J Gastric Cancer. 2025 Apr;25(2):266-275. doi: 10.5230/jgc.2025.25.e14.
Combinations of immune checkpoint inhibitors (ICIs) and chemotherapy have become the standard first-line treatment for human epidermal growth factor receptor 2 (HER-2)-negative advanced gastric cancer. However, primary resistance remains a challenge, with no effective biomarkers available for its prediction. This retrospective study explores the relationship between the baseline inflammatory burden index (IBI) and primary resistance in such context.

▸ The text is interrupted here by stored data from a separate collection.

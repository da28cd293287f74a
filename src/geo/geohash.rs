//! Geohash encoding, decoding and neighbor lookup
//!
//! A geohash interleaves longitude and latitude bisection bits, longitude
//! first, and packs them five at a time into base-32 characters. Decoding
//! and neighbor lookup both work on the integer cell grid recovered from
//! those bits, so neighbors are exact cells rather than nudged points.

use crate::column::{Coord, Neighbors};
use crate::dispatch::{Broadcast, Dispatcher};
use crate::error::{ColHashError, Result};

/// Precision used when none is given, or when it is zero or negative
pub const DEFAULT_PRECISION: usize = 12;

/// Longest supported geohash
pub const MAX_PRECISION: usize = 12;

const BASE32: &[u8; 32] = b"0123456789bcdefghjkmnpqrstuvwxyz";

const INVALID: u8 = 0xFF;

const DECODE: [u8; 256] = {
    let mut table = [INVALID; 256];
    let mut i = 0;
    while i < 32 {
        let c = BASE32[i];
        table[c as usize] = i as u8;
        table[c.to_ascii_uppercase() as usize] = i as u8;
        i += 1;
    }
    table
};

/// Integer cell coordinates of a geohash
#[derive(Debug, Clone, Copy, PartialEq, Eq)]
struct Cell {
    lon: u64,
    lon_bits: u32,
    lat: u64,
    lat_bits: u32,
    len: usize,
}

impl Cell {
    fn parse(hash: &str) -> Result<Self> {
        if hash.is_empty() {
            return Err(ColHashError::geohash(hash, "empty hash"));
        }
        if hash.len() > MAX_PRECISION {
            return Err(ColHashError::geohash(
                hash,
                format!("longer than {} characters", MAX_PRECISION),
            ));
        }

        let (mut lon, mut lat) = (0u64, 0u64);
        let mut bit = 0usize;
        for c in hash.bytes() {
            let value = DECODE[c as usize];
            if value == INVALID {
                return Err(ColHashError::geohash(
                    hash,
                    format!("invalid character '{}'", char::from(c)),
                ));
            }
            for shift in (0..5).rev() {
                let b = u64::from((value >> shift) & 1);
                if bit % 2 == 0 {
                    lon = (lon << 1) | b;
                } else {
                    lat = (lat << 1) | b;
                }
                bit += 1;
            }
        }

        let total = (hash.len() * 5) as u32;
        Ok(Self {
            lon,
            lon_bits: total.div_ceil(2),
            lat,
            lat_bits: total / 2,
            len: hash.len(),
        })
    }

    fn lon_width(&self) -> f64 {
        360.0 / (1u64 << self.lon_bits) as f64
    }

    fn lat_height(&self) -> f64 {
        180.0 / (1u64 << self.lat_bits) as f64
    }

    fn center(&self) -> Coord {
        let width = self.lon_width();
        let height = self.lat_height();
        Coord::new(
            -180.0 + (self.lon as f64 + 0.5) * width,
            -90.0 + (self.lat as f64 + 0.5) * height,
        )
    }

    /// Cell `dx` columns east and `dy` rows north.
    ///
    /// Longitude wraps at the antimeridian; latitude stops at the poles.
    fn offset(&self, dx: i64, dy: i64) -> Self {
        let columns = 1i64 << self.lon_bits;
        let rows = 1i64 << self.lat_bits;
        Self {
            lon: (self.lon as i64 + dx).rem_euclid(columns) as u64,
            lat: (self.lat as i64 + dy).clamp(0, rows - 1) as u64,
            ..*self
        }
    }

    fn to_hash(self) -> String {
        let mut out = String::with_capacity(self.len);
        let (mut lon_left, mut lat_left) = (self.lon_bits, self.lat_bits);
        let mut bit = 0usize;
        for _ in 0..self.len {
            let mut value = 0u8;
            for _ in 0..5 {
                let b = if bit % 2 == 0 {
                    lon_left -= 1;
                    (self.lon >> lon_left) & 1
                } else {
                    lat_left -= 1;
                    (self.lat >> lat_left) & 1
                };
                value = (value << 1) | b as u8;
                bit += 1;
            }
            out.push(char::from(BASE32[value as usize]));
        }
        out
    }
}

/// Check that a coordinate is finite and inside the lon/lat ranges
pub fn validate(coord: Coord) -> Result<()> {
    let Coord { longitude, latitude } = coord;
    if !longitude.is_finite() || !latitude.is_finite() {
        return Err(ColHashError::coordinate(longitude, latitude, "not finite"));
    }
    if !(-180.0..=180.0).contains(&longitude) {
        return Err(ColHashError::coordinate(
            longitude,
            latitude,
            "longitude outside [-180, 180]",
        ));
    }
    if !(-90.0..=90.0).contains(&latitude) {
        return Err(ColHashError::coordinate(
            longitude,
            latitude,
            "latitude outside [-90, 90]",
        ));
    }
    Ok(())
}

/// Encode a coordinate as a geohash of `precision` characters (1..=12)
pub fn encode(coord: Coord, precision: usize) -> Result<String> {
    if precision == 0 || precision > MAX_PRECISION {
        return Err(ColHashError::evaluation(format!(
            "geohash precision must be between 1 and {}, got {}",
            MAX_PRECISION, precision
        )));
    }
    validate(coord)?;

    let (mut lon_lo, mut lon_hi) = (-180.0f64, 180.0f64);
    let (mut lat_lo, mut lat_hi) = (-90.0f64, 90.0f64);
    let mut out = String::with_capacity(precision);
    let mut value = 0usize;
    let mut bits = 0;
    let mut lon_turn = true;

    while out.len() < precision {
        let bit = if lon_turn {
            let mid = (lon_lo + lon_hi) / 2.0;
            if coord.longitude >= mid {
                lon_lo = mid;
                1
            } else {
                lon_hi = mid;
                0
            }
        } else {
            let mid = (lat_lo + lat_hi) / 2.0;
            if coord.latitude >= mid {
                lat_lo = mid;
                1
            } else {
                lat_hi = mid;
                0
            }
        };
        value = (value << 1) | bit;
        bits += 1;
        lon_turn = !lon_turn;

        if bits == 5 {
            out.push(char::from(BASE32[value]));
            value = 0;
            bits = 0;
        }
    }

    Ok(out)
}

/// Center of the cell named by `hash`; upper-case input is accepted
pub fn decode(hash: &str) -> Result<Coord> {
    Cell::parse(hash).map(|cell| cell.center())
}

/// Half the cell's width and height in degrees, `(longitude, latitude)`
pub fn cell_error(hash: &str) -> Result<(f64, f64)> {
    let cell = Cell::parse(hash)?;
    Ok((cell.lon_width() / 2.0, cell.lat_height() / 2.0))
}

/// The eight cells around `hash`, each as long as `hash`
pub fn neighbors(hash: &str) -> Result<Neighbors> {
    let cell = Cell::parse(hash)?;
    let at = |dx, dy| cell.offset(dx, dy).to_hash();
    Ok(Neighbors {
        n: at(0, 1),
        ne: at(1, 1),
        e: at(1, 0),
        se: at(1, -1),
        s: at(0, -1),
        sw: at(-1, -1),
        w: at(-1, 0),
        nw: at(-1, 1),
    })
}

/// Resolve a scalar precision slot.
///
/// Absent, null, zero and negative all mean [`DEFAULT_PRECISION`]; anything
/// above [`MAX_PRECISION`] is a configuration error.
pub fn scalar_precision(slot: Option<Option<i64>>) -> Result<i64> {
    match slot.flatten() {
        Some(p) if p > MAX_PRECISION as i64 => Err(ColHashError::config(format!(
            "geohash precision must be at most {}, got {}",
            MAX_PRECISION, p
        ))),
        Some(p) if p > 0 => Ok(p),
        _ => Ok(DEFAULT_PRECISION as i64),
    }
}

fn row_precision(p: i64) -> Result<usize> {
    match p {
        p if p <= 0 => Ok(DEFAULT_PRECISION),
        p if p > MAX_PRECISION as i64 => Err(ColHashError::evaluation(format!(
            "geohash precision must be at most {}, got {}",
            MAX_PRECISION, p
        ))),
        p => Ok(p as usize),
    }
}

/// Geohash every non-null coordinate
pub fn encode_column(
    dispatcher: &Dispatcher,
    input: &[Option<Coord>],
    precision: Broadcast<'_, i64>,
) -> Result<Vec<Option<String>>> {
    dispatcher.try_map_with_param(input, precision, |coord, p| encode(*coord, row_precision(p)?))
}

/// Decode every non-null geohash to its cell center
pub fn decode_column<T>(dispatcher: &Dispatcher, input: &[Option<T>]) -> Result<Vec<Option<Coord>>>
where
    T: AsRef<str> + Sync,
{
    dispatcher.try_map(input, |hash| decode(hash.as_ref()))
}

/// Neighbors of every non-null geohash
pub fn neighbors_column<T>(
    dispatcher: &Dispatcher,
    input: &[Option<T>],
) -> Result<Vec<Option<Neighbors>>>
where
    T: AsRef<str> + Sync,
{
    dispatcher.try_map(input, |hash| neighbors(hash.as_ref()))
}

#[cfg(test)]
mod tests {
    use super::*;
    use proptest::prelude::*;

    fn origin() -> Coord {
        Coord::new(-120.6623, 35.3003)
    }

    #[test]
    fn test_encode_vectors() {
        assert_eq!(encode(origin(), 5).unwrap(), "9q60y");
        assert_eq!(encode(origin(), 12).unwrap(), "9q60y60rhsgg");
        assert_eq!(encode(Coord::new(90.6623, 40.3003), 12).unwrap(), "wp0mr06q28qt");
    }

    #[test]
    fn test_decode_within_cell() {
        let decoded = decode("9q60y60rhsgg").unwrap();
        let (lon_err, lat_err) = cell_error("9q60y60rhsgg").unwrap();
        assert!((decoded.longitude - origin().longitude).abs() <= lon_err);
        assert!((decoded.latitude - origin().latitude).abs() <= lat_err);
    }

    #[test]
    fn test_decode_is_case_insensitive() {
        assert_eq!(decode("9Q60Y").unwrap(), decode("9q60y").unwrap());
    }

    #[test]
    fn test_decode_rejects_bad_hashes() {
        for hash in ["", "9q6a", "9q60y60rhsggg", "9q 0"] {
            let err = decode(hash).unwrap_err();
            assert!(err.is_evaluation_error(), "{}", hash);
        }
    }

    #[test]
    fn test_neighbors_vector() {
        let n = neighbors("sp1xk2m6194y").unwrap();
        assert_eq!(n.n, "sp1xk2m6194z");
        assert_eq!(n.ne, "sp1xk2m6195p");
        assert_eq!(n.e, "sp1xk2m6195n");
        assert_eq!(n.se, "sp1xk2m6195j");
        assert_eq!(n.s, "sp1xk2m6194v");
        assert_eq!(n.sw, "sp1xk2m6194t");
        assert_eq!(n.w, "sp1xk2m6194w");
        assert_eq!(n.nw, "sp1xk2m6194x");
    }

    #[test]
    fn test_neighbors_wrap_and_clamp() {
        // "b" and "z" touch the north pole; "0" sits at the south-west corner
        let top = neighbors("z").unwrap();
        assert_eq!(top.n, "z");
        assert_eq!(top.e, "b");

        let corner = neighbors("0").unwrap();
        assert_eq!(corner.s, "0");
        assert_eq!(corner.w, "p");
    }

    #[test]
    fn test_invalid_coordinates() {
        assert!(encode(Coord::new(181.0, 0.0), 5).is_err());
        assert!(encode(Coord::new(0.0, -90.5), 5).is_err());
        assert!(encode(Coord::new(f64::NAN, 0.0), 5).is_err());
        assert!(encode(Coord::new(180.0, 90.0), 12).is_ok());
    }

    #[test]
    fn test_precision_resolution() {
        assert_eq!(scalar_precision(None).unwrap(), 12);
        assert_eq!(scalar_precision(Some(None)).unwrap(), 12);
        assert_eq!(scalar_precision(Some(Some(0))).unwrap(), 12);
        assert_eq!(scalar_precision(Some(Some(-3))).unwrap(), 12);
        assert_eq!(scalar_precision(Some(Some(5))).unwrap(), 5);
        assert!(scalar_precision(Some(Some(13))).unwrap_err().is_config_error());
    }

    #[test]
    fn test_encode_column_per_row_precision() {
        let input = vec![Some(origin()), Some(origin()), Some(origin()), None];
        let precision = [Some(5i64), None, Some(0), Some(5)];
        let out = encode_column(&Dispatcher::default(), &input, Broadcast::Column(&precision)).unwrap();
        assert_eq!(
            out,
            vec![
                Some("9q60y".to_string()),
                None,
                Some("9q60y60rhsgg".to_string()),
                None
            ]
        );

        let too_long = [Some(13i64)];
        let err = encode_column(&Dispatcher::default(), &input[..1], Broadcast::Column(&too_long))
            .unwrap_err();
        assert!(err.is_evaluation_error());
    }

    #[test]
    fn test_decode_and_neighbors_columns() {
        let input = vec![Some("9q60y"), None];
        let decoded = decode_column(&Dispatcher::default(), &input).unwrap();
        assert!(decoded[0].is_some());
        assert!(decoded[1].is_none());

        let around = neighbors_column(&Dispatcher::default(), &input).unwrap();
        assert_eq!(around[0].as_ref().map(|n| n.n.len()), Some(5));
        assert!(around[1].is_none());
    }

    proptest! {
        #[test]
        fn prop_round_trip_within_half_cell(
            lon in -180.0f64..180.0,
            lat in -90.0f64..90.0,
            precision in 1usize..=12,
        ) {
            let hash = encode(Coord::new(lon, lat), precision).unwrap();
            prop_assert_eq!(hash.len(), precision);

            let center = decode(&hash).unwrap();
            let (lon_err, lat_err) = cell_error(&hash).unwrap();
            prop_assert!((center.longitude - lon).abs() <= lon_err + 1e-9);
            prop_assert!((center.latitude - lat).abs() <= lat_err + 1e-9);
        }

        #[test]
        fn prop_east_then_west_returns(
            lon in -180.0f64..180.0,
            lat in -90.0f64..90.0,
            precision in 1usize..=12,
        ) {
            let hash = encode(Coord::new(lon, lat), precision).unwrap();
            let east = neighbors(&hash).unwrap().e;
            prop_assert_eq!(neighbors(&east).unwrap().w, hash);
        }
    }
}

We analyzed 62 patients with HER-2-negative advanced gastric cancer who received ICIs and chemotherapy as their first-line treatment. The IBI was calculated as follows: C-reactive protein (mg/L) × neutrophil count (10³/mm³)/lymphocyte count (10³/mm³). Based on disease progression within 6 months, patients were categorized into the primary resistant or the control group. We compared baseline characteristics and IBI scores between the groups and assessed the predictive value of the IBI using the receiver operating characteristic curve. Both univariate and multivariate binary logistic regression analyses were conducted to identify factors influencing primary resistance.
Nineteen patients were included in the primary resistance group, and forty-three patients were included in the control group. The IBI was significantly higher in the resistant group compared to the control group (P<0.01). The area under the curve for the IBI was 0.82, indicating a strong predictive value. Multivariate analysis identified the IBI as an independent predictor of primary resistance (P=0.014).
The baseline IBI holds promise as a predictor of primary resistance to combined ICIs and chemotherapy in patients with HER-2-negative advanced gastric cancer.
免疫检查点抑制剂(ICI)与化疗联合已成为人表皮生长因子受体2(HER-2)阴性晚期胃癌的标准一线治疗方案。然而,原发性耐药仍然是一个挑战,目前尚无有效的生物标志物可用于预测。这项回顾性研究探讨了在这种情况下基线炎症负担指数(IBI)与原发性耐药之间的关系。
我们分析了62例接受ICI与化疗作为一线治疗的HER-2阴性晚期胃癌患者。IBI的计算方法如下:C反应蛋白(mg/L)×中性粒细胞计数(10³/mm³)/淋巴细胞计数(10³/mm³)。根据6个月内的疾病进展情况,将患者分为原发性耐药组或对照组。我们比较了两组之间的基线特征和IBI评分,并使用受试者工作特征曲线评估了IBI的预测价值。进行单因素和多因素二元逻辑回归分析以确定影响原发性耐药的因素。
原发性耐药组纳入19例患者,对照组纳入43例患者。与对照组相比,耐药组的IBI显著更高(P<0.01)。IBI的曲线下面积为0.82,表明具有较强的预测价值。多因素分析确定IBI是原发性耐药的独立预测因子(P=0.014)。
基线IBI有望作为HER-2阴性晚期胃癌患者对ICI与化疗联合治疗原发性耐药的预测指标。